Ich war gerade 17 und durfte noch nicht alleine Autofahren. Oma und Opa waren in meinem Führerschein als Begleitung eingetragen. Sie planten einen Besuch in Münster. Da Opa nicht mehr so gut gucken konnte, soll ich sie fahren. Oma aber meinte, es müsste geübt sein.

So kam es, dass ich zum ersten Mal mit Oma fahren musste, sie wollte zum Nachbarort um Einzukaufen. Ich fuhr das Auto von der Scheune zur Haustür. Kurze Zeit später kam Oma und stieg ein, wir fuhren los. Bereits an der Hofausfahrt bemängelte Oma, dass ich nicht lange genug geguckt hätte. Ich war völlig unbeeindruckt und blieb cool. Aber Oma nörgelte weiter, mal war ich zu schnell mal zu langsam. An der einen Kreuzung wartete ich zu lange, an der nächsten nicht lang genug. In mir fing es an zu brodeln. Auf den Augenwinkeln sah ich wie sie vor jeder Kurve mit dem rechten Fuß auf eine imaginäre Bremse trat. Es fiel mir immer schwerer, ruhig zu bleiben.

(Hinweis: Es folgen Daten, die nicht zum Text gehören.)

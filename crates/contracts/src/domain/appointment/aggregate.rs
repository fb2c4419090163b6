use crate::domain::common::AggregateId;
use crate::enums::AppointmentStatus;
use serde::{Deserialize, Serialize};
use uuid::Uuid;

// ============================================================================
// ID Type
// ============================================================================
#[derive(Debug, Clone, Copy, PartialEq, Eq, Hash, Serialize, Deserialize)]
pub struct AppointmentId(pub Uuid);

impl AppointmentId {
    pub fn new(value: Uuid) -> Self {
        Self(value)
    }

    pub fn new_v4() -> Self {
        Self(Uuid::new_v4())
    }

    pub fn value(&self) -> Uuid {
        self.0
    }

    /// Short suffix for display, e.g. "#3f2a" on dashboard cards
    pub fn short(&self) -> String {
        let s = self.0.to_string();
        s[s.len() - 4..].to_string()
    }
}

impl AggregateId for AppointmentId {
    fn as_string(&self) -> String {
        self.0.to_string()
    }

    fn from_string(s: &str) -> Result<Self, String> {
        Uuid::parse_str(s)
            .map(AppointmentId::new)
            .map_err(|e| format!("Invalid UUID: {}", e))
    }
}

// ============================================================================
// Aggregate Root
// ============================================================================
#[derive(Debug, Clone, Serialize, Deserialize)]
pub struct Appointment {
    pub id: AppointmentId,

    #[serde(rename = "patientName")]
    pub patient_name: String,

    #[serde(rename = "patientPhone")]
    pub patient_phone: String,

    /// Reference to `Doctor::id` (slug, e.g. "dr-nadia")
    #[serde(rename = "doctorId")]
    pub doctor_id: String,

    /// Requested slot as entered in the booking form (`datetime-local` value).
    /// Kept verbatim; parsed only for display.
    pub date: String,

    pub reason: Option<String>,

    pub status: AppointmentStatus,

    #[serde(rename = "createdAt")]
    pub created_at: chrono::DateTime<chrono::Utc>,
}

impl Appointment {
    /// New booking request: fresh id, Pending status, created now
    pub fn new_for_insert(
        patient_name: String,
        patient_phone: String,
        doctor_id: String,
        date: String,
        reason: Option<String>,
    ) -> Self {
        Self {
            id: AppointmentId::new_v4(),
            patient_name,
            patient_phone,
            doctor_id,
            date,
            reason,
            status: AppointmentStatus::Pending,
            created_at: chrono::Utc::now(),
        }
    }

    pub fn to_string_id(&self) -> String {
        self.id.as_string()
    }

    /// Overwrite the workflow status. Any transition is allowed; the staff
    /// dashboard is the only writer and is trusted to pick sensible moves.
    pub fn set_status(&mut self, status: AppointmentStatus) {
        self.status = status;
    }

    /// Presence checks only; the booking form preselects a doctor, so
    /// `doctor_id` is not part of them
    pub fn validate(&self) -> Result<(), String> {
        if self.patient_name.trim().is_empty() {
            return Err("الاسم الكامل مطلوب".into());
        }
        if self.patient_phone.trim().is_empty() {
            return Err("رقم الهاتف مطلوب".into());
        }
        if self.date.trim().is_empty() {
            return Err("المرجو اختيار تاريخ الموعد".into());
        }
        Ok(())
    }
}

// ============================================================================
// DTO
// ============================================================================

/// Booking form payload (public site → POST /api/appointments)
#[derive(Debug, Clone, Serialize, Deserialize, Default)]
pub struct BookAppointmentRequest {
    #[serde(rename = "patientName")]
    pub patient_name: String,
    #[serde(rename = "patientPhone")]
    pub patient_phone: String,
    #[serde(rename = "doctorId")]
    pub doctor_id: String,
    pub date: String,
    pub reason: Option<String>,
}

impl BookAppointmentRequest {
    pub fn into_appointment(self) -> Appointment {
        // Whitespace-only reason counts as "not given"
        let reason = self.reason.filter(|r| !r.trim().is_empty());
        Appointment::new_for_insert(
            self.patient_name,
            self.patient_phone,
            self.doctor_id,
            self.date,
            reason,
        )
    }
}

/// Status change payload (dashboard → PATCH /api/appointments/:id/status)
#[derive(Debug, Clone, Serialize, Deserialize)]
pub struct UpdateStatusRequest {
    pub status: AppointmentStatus,
}

#[cfg(test)]
mod tests {
    use super::*;

    fn valid_request() -> BookAppointmentRequest {
        BookAppointmentRequest {
            patient_name: "سارة المنصور".to_string(),
            patient_phone: "0661123456".to_string(),
            doctor_id: "dr-nadia".to_string(),
            date: "2025-06-10T10:30".to_string(),
            reason: Some("متابعة حمل".to_string()),
        }
    }

    #[test]
    fn test_new_booking_starts_pending() {
        let apt = valid_request().into_appointment();
        assert_eq!(apt.status, AppointmentStatus::Pending);
        assert!(apt.validate().is_ok());
    }

    #[test]
    fn test_blank_fields_fail_validation() {
        for blank in ["", "   "] {
            let mut req = valid_request();
            req.patient_name = blank.to_string();
            assert!(req.into_appointment().validate().is_err());

            let mut req = valid_request();
            req.patient_phone = blank.to_string();
            assert!(req.into_appointment().validate().is_err());

            let mut req = valid_request();
            req.date = blank.to_string();
            assert!(req.into_appointment().validate().is_err());
        }
    }

    #[test]
    fn test_blank_reason_dropped() {
        let mut req = valid_request();
        req.reason = Some("  ".to_string());
        assert_eq!(req.into_appointment().reason, None);
    }

    #[test]
    fn test_id_string_round_trip() {
        let id = AppointmentId::new_v4();
        let parsed = AppointmentId::from_string(&id.as_string()).unwrap();
        assert_eq!(id, parsed);
        assert_eq!(id.short().len(), 4);
    }

    #[test]
    fn test_wire_field_names() {
        let apt = valid_request().into_appointment();
        let json = serde_json::to_value(&apt).unwrap();
        assert!(json.get("patientName").is_some());
        assert!(json.get("patientPhone").is_some());
        assert!(json.get("doctorId").is_some());
        assert!(json.get("createdAt").is_some());
        assert_eq!(json["status"], "PENDING");
    }
}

Endlich kamen wir am Supermarkt an. Ich suchte eine Parklücke und fuhr rein. Das ist doch viel zu weit weg, kritisierte sie mich sofort. Ich suchte die nächste Parklücke, die sich glücklicherweise direkt neben dem Eingang befand. Das ist viel zu eng, wie soll ich hier den aussteigen, schrie sie prompt. Auf meiner Stirn bildeten sich die ersten Schweißtropfen. Ich wusste einfach nicht wie ich ihr irgendwas recht machen konnte. Ich fuhr aus der Parklücke raus, ließ meine Oma aussteigen und parkte das Auto in einer großen Parklücke in hoffentlich angemessener Entfernung.

Als guter Enkel schob ich Omas Einkaufskorb nach ihren Wünschen kreuz und quer durch den Supermarkt. Sehnsüchtig dachte ich an meinen PC zuhause. Endlich konnten wir uns auf den Rückweg machen, die Einkäufe sicher im Kofferraum verstaut.

Der Rückweg gestaltete sich nicht angenehmer. Oma bremste kräftig mit. Die nächste Doppelkurve nahm ich geschmeidig mit 50 km/h. Das war zu viel. Meine Oma hielt sich mit beiden Händen verzweifelt an den Haltegriffen fest, ihr rechter Fuß fest am Boden verkeilt und ihr hoch roter Kopf drohte zu platzen. Schimpfen konnte sie nicht mehr. Überglücklich lieferte ich meine vollkommen erschöpfte Oma zuhause ab. Sie schlich ins Haus, die Einkäufe brachte ich ihr nach.
Es war unsere erste gemeinsame Fahrt und sollte bis heute auch die Einzige bleiben. Denn nach diesem Ausflug beschloss Oma, nie wieder einen Fuß in ein Auto zu setzen, wenn ich der Fahrer wäre und fragte meine Tante, ob sie sie nach Münster fahren könne.